I just got an email from
Jerry Dollar an experienced international executive about to write his second book. He was looking for ideas on leadership. This is what I wrote the Jerry, I thought it was worth sharing with the world. Let me know what you think:
Hi Jerry,
Bravo for this exciting new project! Sounds like a good book idea at a time when the Internet is changing the way leadership shapes the world by allowing so many new leaders to emerge from the shadows and be heard on the global scene.
I have one idea which you’re welcome to quote and has become a key pillar of my professional life ever since I developed it. I call it “Back-to-Zero”. I was working at large internet startup at the end of the 90s. We received over $150M in venture capital from several investment rounds it top European and US VCs and went from 50 to 350 employees and back down to 50 during my 2 and 1/2 tenure with the company. It seemed like we were never going fast enough, like we were never flexible enough. As a young Director of Channel Sales at the time, I felt strong pressure from each consecutive executive team (we changed CEO 4 times) to grow my department in a different direction. Additionally, I had to pressure my team in an equally erratic way. After a year or two of that regime, I felt I had to constantly force myself not to think too much, obey commands from top management and keep forging ahead in ever changing directions. It was hard and felt very awkward at times: Like the time I was asked to announce to a customer that the product they had signed a $250K contract to buy just didn’t really exist but that its replacement would b much better!

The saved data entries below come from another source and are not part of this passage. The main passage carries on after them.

//! Telemetry initialisation for the mesh sidecar.
//!
//! Structured JSON logs to stdout only. Session events carry the fields of
//! their enclosing `session{role, peer}` span flattened into `span`; the full
//! span list is omitted since sessions never nest. Trace tap lines are
//! distinguishable by their `trace_tap` target. Certificate and key material
//! never appears in any log field.

use anyhow::Result;
use tracing_subscriber::EnvFilter;

/// Filter used when neither `RUST_LOG` nor `LOG_LEVEL` parses.
const FALLBACK_DIRECTIVE: &str = "info";

/// Initialise the tracing subscriber.
///
/// `RUST_LOG` takes precedence over `log_level` when set.
///
/// # Errors
///
/// Returns an error if the subscriber has already been set.
pub fn init(log_level: &str) -> Result<()> {
    let filter = filter_for(log_level, std::env::var("RUST_LOG").ok().as_deref());

    tracing_subscriber::fmt()
        .json()
        .with_env_filter(filter)
        .with_target(true)
        .with_current_span(true)
        .with_span_list(false)
        .try_init()
        .map_err(|e| anyhow::anyhow!("failed to initialise sidecar tracing subscriber: {e}"))
}

fn filter_for(log_level: &str, rust_log: Option<&str>) -> EnvFilter {
    rust_log
        .and_then(|directives| EnvFilter::try_new(directives).ok())
        .or_else(|| EnvFilter::try_new(log_level).ok())
        .unwrap_or_else(|| EnvFilter::new(FALLBACK_DIRECTIVE))
}
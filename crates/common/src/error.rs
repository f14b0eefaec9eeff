//! Common error types shared across crates.

use std::io;

use thiserror::Error;

/// Failure of a single proxied session.
///
/// Every variant is terminal for the session that produced it and is never
/// surfaced beyond that session's task. Variants map to log severities:
/// - [`ProxyError::LoopbackDetected`] → `warn` (configuration problem)
/// - [`ProxyError::Relay`] → `debug` (normal end of a connection)
/// - everything else → `warn`
#[derive(Debug, Error)]
pub enum ProxyError {
    /// The pre-redirection destination could not be recovered from the socket.
    #[error("original destination unavailable: {0}")]
    Resolution(String),

    /// The next hop or the real destination could not be reached in time.
    #[error("failed to dial {target}: {source}")]
    Dial {
        target: String,
        #[source]
        source: io::Error,
    },

    /// Preamble or rendezvous exchange failed, or the TLS handshake was refused.
    #[error("handshake failed: {0}")]
    Handshake(String),

    /// A relay direction failed after the handshake completed.
    #[error("relay terminated: {0}")]
    Relay(#[source] io::Error),

    /// The preamble named this proxy's own internal listener.
    #[error("loopback detected: preamble targets own internal listener {0}")]
    LoopbackDetected(String),
}

impl ProxyError {
    /// Short machine-readable label used as the `kind` log field.
    pub fn kind(&self) -> &'static str {
        match self {
            ProxyError::Resolution(_) => "resolution",
            ProxyError::Dial { .. } => "dial",
            ProxyError::Handshake(_) => "handshake",
            ProxyError::Relay(_) => "relay",
            ProxyError::LoopbackDetected(_) => "loopback",
        }
    }

    /// Convenience constructor for [`ProxyError::Dial`].
    pub fn dial(target: impl Into<String>, source: io::Error) -> Self {
        ProxyError::Dial {
            target: target.into(),
            source,
        }
    }

    /// Whether this error is the ordinary way a relayed connection ends.
    pub fn is_normal_termination(&self) -> bool {
        matches!(self, ProxyError::Relay(_))
    }
}
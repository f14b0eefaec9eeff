//! Preamble / rendezvous handshake exchanged between two sidecars.
//!
//! The sender (outbound side) writes the true destination as a bare UTF-8
//! `"<host>:<port>"` string, with no length prefix and no terminator. The
//! receiver (inbound side) reads it with a single read of at most
//! [`PREAMBLE_MAX_LEN`] bytes, dials the destination, and answers with the
//! single [`RENDEZVOUS_BYTE`]. Relay bytes only flow after that byte.
//!
//! ```text
//! outbound                      inbound
//!    ── "10.0.0.5:8080" ──────────►
//!                                  dial 10.0.0.5:8080
//!    ◄───────────────── 'Y' ───────
//!    ◄════════ relay ═════════════►
//! ```
//!
//! Hostnames containing `:` cannot be carried without a framing change.

use tokio::io::{AsyncRead, AsyncReadExt, AsyncWrite, AsyncWriteExt};

use crate::error::ProxyError;

/// Upper bound on the preamble length, and the size of the receive buffer.
pub const PREAMBLE_MAX_LEN: usize = 256;

/// Byte sent by the inbound side once the real destination is connected.
pub const RENDEZVOUS_BYTE: u8 = b'Y';

// ---------------------------------------------------------------------------
// Sender side
// ---------------------------------------------------------------------------

/// Write the destination preamble in one write and flush it.
///
/// # Errors
///
/// Returns [`ProxyError::Handshake`] if `target` is not a valid preamble or
/// the write fails.
pub async fn write_preamble<W>(writer: &mut W, target: &str) -> Result<(), ProxyError>
where
    W: AsyncWrite + Unpin,
{
    validate_target(target)?;
    writer
        .write_all(target.as_bytes())
        .await
        .map_err(|e| ProxyError::Handshake(format!("failed to send preamble: {e}")))?;
    writer
        .flush()
        .await
        .map_err(|e| ProxyError::Handshake(format!("failed to flush preamble: {e}")))
}

/// Wait for the peer's rendezvous byte.
///
/// Reads exactly one byte, so relay bytes the peer sends right after the
/// rendezvous are left in the stream.
///
/// # Errors
///
/// Returns [`ProxyError::Handshake`] if the peer closes first or answers with
/// anything other than [`RENDEZVOUS_BYTE`].
pub async fn await_rendezvous<R>(reader: &mut R) -> Result<(), ProxyError>
where
    R: AsyncRead + Unpin,
{
    let mut ack = [0u8; 1];
    reader
        .read_exact(&mut ack)
        .await
        .map_err(|e| ProxyError::Handshake(format!("peer closed before rendezvous: {e}")))?;
    if ack[0] != RENDEZVOUS_BYTE {
        return Err(ProxyError::Handshake(format!(
            "unexpected rendezvous byte 0x{:02x}",
            ack[0]
        )));
    }
    Ok(())
}

// ---------------------------------------------------------------------------
// Receiver side
// ---------------------------------------------------------------------------

/// Read the destination preamble with a single bounded read.
///
/// # Errors
///
/// Returns [`ProxyError::Handshake`] if the read fails, the peer sent
/// nothing, or the bytes are not a `"<host>:<port>"` string.
pub async fn read_preamble<R>(reader: &mut R) -> Result<String, ProxyError>
where
    R: AsyncRead + Unpin,
{
    let mut buf = [0u8; PREAMBLE_MAX_LEN];
    let n = reader
        .read(&mut buf)
        .await
        .map_err(|e| ProxyError::Handshake(format!("failed to read preamble: {e}")))?;
    if n == 0 {
        return Err(ProxyError::Handshake("empty preamble".into()));
    }

    let target = std::str::from_utf8(&buf[..n])
        .map_err(|_| ProxyError::Handshake("preamble is not valid UTF-8".into()))?;
    validate_target(target)?;
    Ok(target.to_owned())
}

/// Send the rendezvous byte, releasing the sender into relay mode.
///
/// # Errors
///
/// Returns [`ProxyError::Handshake`] if the write fails.
pub async fn write_rendezvous<W>(writer: &mut W) -> Result<(), ProxyError>
where
    W: AsyncWrite + Unpin,
{
    writer
        .write_all(&[RENDEZVOUS_BYTE])
        .await
        .map_err(|e| ProxyError::Handshake(format!("failed to send rendezvous: {e}")))?;
    writer
        .flush()
        .await
        .map_err(|e| ProxyError::Handshake(format!("failed to flush rendezvous: {e}")))
}

// ---------------------------------------------------------------------------
// Validation
// ---------------------------------------------------------------------------

/// Check that `target` is a `"<host>:<port>"` string that fits one preamble.
///
/// # Errors
///
/// Returns [`ProxyError::Handshake`] describing the first problem found.
pub fn validate_target(target: &str) -> Result<(), ProxyError> {
    if target.len() > PREAMBLE_MAX_LEN {
        return Err(ProxyError::Handshake(format!(
            "preamble exceeds {PREAMBLE_MAX_LEN} bytes"
        )));
    }
    let (host, port) = target
        .rsplit_once(':')
        .ok_or_else(|| ProxyError::Handshake(format!("malformed preamble {target:?}")))?;
    if host.is_empty() || host.contains(':') {
        return Err(ProxyError::Handshake(format!("malformed preamble host {target:?}")));
    }
    port.parse::<u16>()
        .map_err(|_| ProxyError::Handshake(format!("malformed preamble port {target:?}")))?;
    Ok(())
}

Then, I had a realization of sorts: my instinct to push on the breaks when asked to forge ahead in a direction that made no sense to me and my colleagues maybe wasn’t such a bad idea after all. In simpler terms: Taking a good night of sleep or even a week vacation to THINK when everything seemed desperate or when urgency was on everyone’s mind was something which could make a leader or a group of managers stronger. Not just because of the rest of course, but because ideas and creativity get shutdown by stress. When under stress, our bodies and minds shut-down essential functions one after another to ensure that only vital organs and vital mental instincts get our energy and stay active longer (http://en.wikipedia.org/wiki/Cortisol). However, unless you are involved in something illegal, business is rarely life-threatening like being chased by a predator in the wild is. Additionally, the best mental and social qualities of human beings ; those abilities which help us fight adversity and have made us the dominant specie over the ages, are really not of the kind of human qualities which an overly stressed existence leaves any one person or organization with.
“Back-to-zero” is like magic to me. For instance, imagine you finished a bad work day feeling like you are in a bind with no end to your struggle in sight. At that very moment you feel like the struggle ahead is going to be painful and laborious. Ask yourself if a little of the “Back-to-zero” medicine (rest, a short vacation, a day away from work, an outing with colleagues doing something completely different, etc.) wouldn’t help you get the kinds of ideas whom talented peers seem to have when all hope seems lost. Not just because you need to relax and rest, mainly because what you need when fighting any kind of adversity are ideas, good and new ideas especially. The kinds of ideas that only a rested and inspired creative human mind can have!
New ideas come from two things in my experience: rest and serenity + stimuli from unexpected areas. By this I mean that once you are rested, you need stimuli from things unrelated to your area of struggle. If you feel hopeless, it usually means you tried and and researched many possible courses of actions to resolve a problem already and have not succeeded. Therefore, trying to look again and again in the same area won’t help. Back-to-zero forces you out of your usual area of focus, your office, your company, your team, and allows you to look at things from an outsider’s perspective. Coming back in from a rest and a change of scenery, you will see everything in a different light. That new light will break the paradigms that plague your current approach and have left you without a solution. Now solutions are there for you to pick and try until you need a new Back-to-Zero break. Enjoy!
Hope this is helpful and let me know what you think.